Abstract

Significant amounts of resources, often public, are invested to setup large research infrastructures (biobanks) and cohorts.

The technical challenges of connecting these research infrastructures are increasingly being met by new IT solutions. Harmonisation tools—like the one developed at P3G- enhance our capacity to synthesise data. As this opens new opportunities for research and increase statistical power, these research infrastructures hold enormous potential for epidemiological research.

The issue of “access” is central to epidemiological research. Once a set of “interesting” data has been targeted, the researcher must overcome the ethical, legal and other conditions to actually access the data and samples of interest. In addition, study specific conditions (eg, access to aggregate data only) may limit the choice of methodologies to analyse synthesizable data.

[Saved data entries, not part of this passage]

use jsp_common::Rupees;
use serde::{Deserialize, Serialize};
use serde_json::{json, Value};

/// The order-creation payload for `POST /v1/orders`. Amounts are in paise on the wire.
#[derive(Debug, Clone, Serialize)]
pub struct OrderRequest {
    pub amount: i64,
    pub currency: String,
    pub receipt: String,
    pub notes: Value,
}

impl OrderRequest {
    /// Builds an order for the given fee, tagging the gateway record with the job and payer the
    /// charge is for. `receipt` is our own identifier for reconciliation on the gateway dashboard.
    pub fn new(amount: Rupees, currency: &str, receipt: String, job_id: &str, payer_email: &str) -> Self {
        Self {
            amount: amount.to_paise(),
            currency: currency.to_string(),
            receipt,
            notes: json!({ "job_id": job_id, "payer_email": payer_email }),
        }
    }
}

/// The gateway's view of a created order, echoed back to the client so it can open the checkout
/// widget. `amount` is in paise, as the widget expects.
#[derive(Debug, Clone, Serialize, Deserialize)]
pub struct RazorpayOrder {
    pub id: String,
    pub amount: i64,
    pub currency: String,
    #[serde(default)]
    pub receipt: Option<String>,
    #[serde(default)]
    pub status: String,
    #[serde(default)]
    pub created_at: i64,
}
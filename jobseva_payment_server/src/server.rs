use std::time::Duration;

use actix_web::{dev::Server, http::KeepAlive, middleware::Logger, web, App, HttpServer};
use jobseva_payment_engine::{FulfillmentApi, SqliteDatabase};
use razorpay_tools::RazorpayApi;

use crate::{
    config::ServerConfig,
    errors::ServerError,
    routes::{create_order, fee, health, VerifyPaymentRoute},
};

pub async fn run_server(config: ServerConfig) -> Result<(), ServerError> {
    let db = SqliteDatabase::new_with_url(&config.database_url, 25)
        .await
        .map_err(|e| ServerError::InitializeError(e.to_string()))?;
    let srv = create_server_instance(config, db)?;
    srv.await.map_err(|e| ServerError::Unspecified(e.to_string()))
}

pub fn create_server_instance(config: ServerConfig, db: SqliteDatabase) -> Result<Server, ServerError> {
    let gateway = RazorpayApi::new(config.razorpay.api_config())
        .map_err(|e| ServerError::InitializeError(e.to_string()))?;
    let gateway_secret = config.razorpay.key_secret.clone();
    let srv = HttpServer::new(move || {
        let fulfillment_api = FulfillmentApi::new(db.clone(), gateway_secret.clone());
        App::new()
            .wrap(Logger::new("%t (%D ms) %s %a %{Host}i %U").log_target("jsp::access_log"))
            .app_data(web::Data::new(fulfillment_api))
            .app_data(web::Data::new(gateway.clone()))
            .service(health)
            .service(fee)
            .service(create_order)
            .service(VerifyPaymentRoute::<SqliteDatabase>::new())
    })
    .keep_alive(KeepAlive::Timeout(Duration::from_secs(600)))
    .bind((config.host.as_str(), config.port))?
    .run();
    Ok(srv)
}
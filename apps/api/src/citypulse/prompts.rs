// All LLM prompt constants for CityPulse.

/// System prompt fixing the analyst role and JSON-only output.
pub const ANALYST_SYSTEM: &str = "You are an urban planning analyst. Return only valid JSON.";

/// Analysis prompt template. Replace `{content}` with the page excerpt before sending.
pub const ANALYSIS_PROMPT_TEMPLATE: &str = r#"
Analyze this website content for urban planning keywords and sentiment.

Content: {content}

Return JSON with:
1. "keywords": array of 15-20 urban planning related keywords found
2. "sentiment": object with "positive", "neutral", "negative" percentages and "community_mood"
"#;

pub const MAX_TOKENS: u32 = 500;
pub const TEMPERATURE: f32 = 0.3;
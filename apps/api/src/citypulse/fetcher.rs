//! Fetcher: retrieves the raw HTML of the page under analysis.

use std::time::Duration;

use async_trait::async_trait;
use reqwest::{Client, Url};
use thiserror::Error;
use tracing::debug;

/// Desktop browser identity sent with every page fetch.
pub const BROWSER_USER_AGENT: &str = "Mozilla/5.0 (Windows NT 10.0; Win64; x64) AppleWebKit/537.36";
pub const FETCH_TIMEOUT: Duration = Duration::from_secs(10);

#[derive(Debug, Error)]
pub enum FetchError {
    #[error("Invalid URL '{url}': {reason}")]
    InvalidUrl { url: String, reason: String },

    #[error("Request timed out: {0}")]
    Timeout(String),

    #[error("HTTP error: {0}")]
    Http(#[from] reqwest::Error),

    #[error("Page returned status {0}")]
    Status(u16),
}

/// Source of page HTML. Carried in `AppState` as `Arc<dyn PageFetcher>`.
#[async_trait]
pub trait PageFetcher: Send + Sync {
    async fn fetch(&self, url: &str) -> Result<String, FetchError>;
}

/// Fetches pages over HTTP with a single GET. No retries.
#[derive(Clone)]
pub struct HttpPageFetcher {
    client: Client,
}

impl HttpPageFetcher {
    pub fn new() -> Result<Self, FetchError> {
        Ok(Self {
            client: Client::builder()
                .user_agent(BROWSER_USER_AGENT)
                .timeout(FETCH_TIMEOUT)
                .build()?,
        })
    }
}

#[async_trait]
impl PageFetcher for HttpPageFetcher {
    async fn fetch(&self, url: &str) -> Result<String, FetchError> {
        let parsed = Url::parse(url).map_err(|e| FetchError::InvalidUrl {
            url: url.to_string(),
            reason: e.to_string(),
        })?;

        let response = self.client.get(parsed).send().await.map_err(|e| {
            if e.is_timeout() {
                FetchError::Timeout(e.to_string())
            } else {
                FetchError::Http(e)
            }
        })?;

        let status = response.status();
        if !status.is_success() {
            return Err(FetchError::Status(status.as_u16()));
        }

        let body = response.text().await?;
        debug!("Fetched {} bytes from {url}", body.len());
        Ok(body)
    }
}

A more “open access” culture for research data requires properly managing and accessing the massive amount of potentially sensitive information in a way that will be of optimal use for the scientific community while also ensuring proper protection and respect of participants (including their privacy and confidentiality). The “law” is often blamed for creating “undue hurdles” to international access to research data, but are we focusing on the real problem?

We will discuss some ethical, legal and social issues challenges faced by researchers who wish to access multiple research infrastructures to conduct epidemiological research. We also identify avenues of innovative solutions being proposed to meet some of these challenges.